Some natural conjectures suggest that deeper understanding of neutrinos may provide a glimpse onto phenomena at extremely high energies that existed in the early Universe, could broaden our knowledge of the fundamental interactions, may shed light onto the dominance of matter over antimatter, and can help to better understand the early evolution of the Universe. This award supports the PI and his group in conducting research in experimental neutrino physics and participating in the LEGEND experiment, which is designed to search for an extremely rare nuclear transition - neutrinoless double beta decay.
The LEGEND Experiment will not only advance our knowledge about some of the rarest phenomena in Nature but it will also develop a unique low background counting technique that may be applied outside of physics and be of general benefit to society. Applications may include measurements of anthropogenic radiation in the environment or ultra-sensitive detection of radioactivity.
These activities educate and train young researchers in building a state-of-the-art science project.
The LEGEND Experiment will employ high-purity germanium crystals grown out of enriched germanium-76. There will be about 300 detectors of a total mass of one ton. In a five-year exposure the experiment will reach the half-life sensitivity of about 10^{28} years.
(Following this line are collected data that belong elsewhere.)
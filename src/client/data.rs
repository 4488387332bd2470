//! Public positions API client
//!
//! Unauthenticated read of the venue's live position rows for a wallet.
//! Advisory data: failures degrade to an empty snapshot with a warning.

use crate::error::Result;
use crate::types::LivePosition;
use reqwest::Client;
use rust_decimal::Decimal;
use serde::Deserialize;
use tracing::warn;

#[derive(Debug, Deserialize)]
struct RawPosition {
    asset: Option<String>,
    #[serde(rename = "conditionId")]
    condition_id: Option<String>,
    size: Option<Decimal>,
    #[serde(rename = "avgPrice")]
    avg_price: Option<Decimal>,
    #[serde(rename = "curPrice")]
    cur_price: Option<Decimal>,
    #[serde(rename = "currentValue")]
    current_value: Option<Decimal>,
    #[serde(rename = "cashPnl")]
    cash_pnl: Option<Decimal>,
    redeemable: Option<bool>,
    outcome: Option<String>,
}

impl RawPosition {
    fn normalize(self) -> Option<LivePosition> {
        let size = self.size?;
        // Dust and short rows are venue artifacts, not positions we track
        if size <= Decimal::ZERO {
            return None;
        }
        Some(LivePosition {
            asset: self.asset?,
            condition_id: self.condition_id.unwrap_or_default(),
            size,
            avg_price: self.avg_price.unwrap_or(Decimal::ZERO),
            cur_price: self.cur_price.unwrap_or(Decimal::ZERO),
            current_value: self.current_value.unwrap_or(Decimal::ZERO),
            cash_pnl: self.cash_pnl.unwrap_or(Decimal::ZERO),
            redeemable: self.redeemable.unwrap_or(false),
            outcome: self.outcome.unwrap_or_default(),
        })
    }
}

/// Client for the public positions endpoint
#[derive(Clone)]
pub struct PositionsClient {
    http: Client,
    base_url: String,
}

impl PositionsClient {
    pub fn new(base_url: &str) -> Result<Self> {
        let http = Client::builder()
            .timeout(std::time::Duration::from_secs(10))
            .build()?;
        Ok(Self {
            http,
            base_url: base_url.trim_end_matches('/').to_string(),
        })
    }

    /// Live positions for a wallet address; empty on any failure
    pub async fn live_positions(&self, address: &str) -> Vec<LivePosition> {
        let url = format!("{}/positions", self.base_url);
        let resp = self
            .http
            .get(&url)
            .query(&[("user", address)])
            .send()
            .await;

        let raw: Vec<RawPosition> = match resp {
            Ok(r) => match r.json().await {
                Ok(parsed) => parsed,
                Err(e) => {
                    warn!("Failed to parse positions response: {}", e);
                    return Vec::new();
                }
            },
            Err(e) => {
                warn!("Positions request failed: {}", e);
                return Vec::new();
            }
        };

        raw.into_iter().filter_map(RawPosition::normalize).collect()
    }
}

#[cfg(test)]
mod tests {
    use super::*;
    use rust_decimal_macros::dec;

    #[test]
    fn test_zero_and_negative_sizes_dropped() {
        let json = r#"[
            {"asset": "111", "conditionId": "0xabc", "size": 10, "avgPrice": 0.5,
             "curPrice": 0.6, "currentValue": 6, "cashPnl": 1, "redeemable": false,
             "outcome": "Yes"},
            {"asset": "222", "conditionId": "0xdef", "size": 0},
            {"asset": "333", "conditionId": "0xfed", "size": -4}
        ]"#;
        let raw: Vec<RawPosition> = serde_json::from_str(json).unwrap();
        let live: Vec<LivePosition> = raw.into_iter().filter_map(RawPosition::normalize).collect();
        assert_eq!(live.len(), 1);
        assert_eq!(live[0].asset, "111");
        assert_eq!(live[0].current_value, dec!(6));
    }
}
To achieve this goal many sources of natural and cosmogenic radioactivity that may mimic a signal must be eliminated. LEGEND has adopted a multi-layered experimental setup composed of a water tank that houses a cryogenic dewar with both underground-mined argon, which is depleted in argon-39, and atmospheric liquid argon surrounding the crystals. Detector strings will be further actively shielded by light-collecting fibers or thin plates to tag and suppress background radioactivity in the vicinity of the crystals.
Ultra-high radio-purity and ultra-low radon emanation of all detector components are necessary to reach experimental objectives. The experiment is currently testing critical strategies by collecting data with about 200 kg of crystals and using a setup developed previously. This preliminary phase will clear a way for the new and better optimized detector configuration currently being designed.
The PI and his team will collaborate with institutions to simulate and construct prototypes of various configurations involving radio-pure plastics for detecting light-yielding events in liquid argon around germanium crystals. Achieving the objectives requires engaging industrial partners with which the group has had a long-standing cooperation.
This award reflects NSF's statutory mission and has been deemed worthy of support through evaluation using the Foundation's intellectual merit and broader impacts review criteria.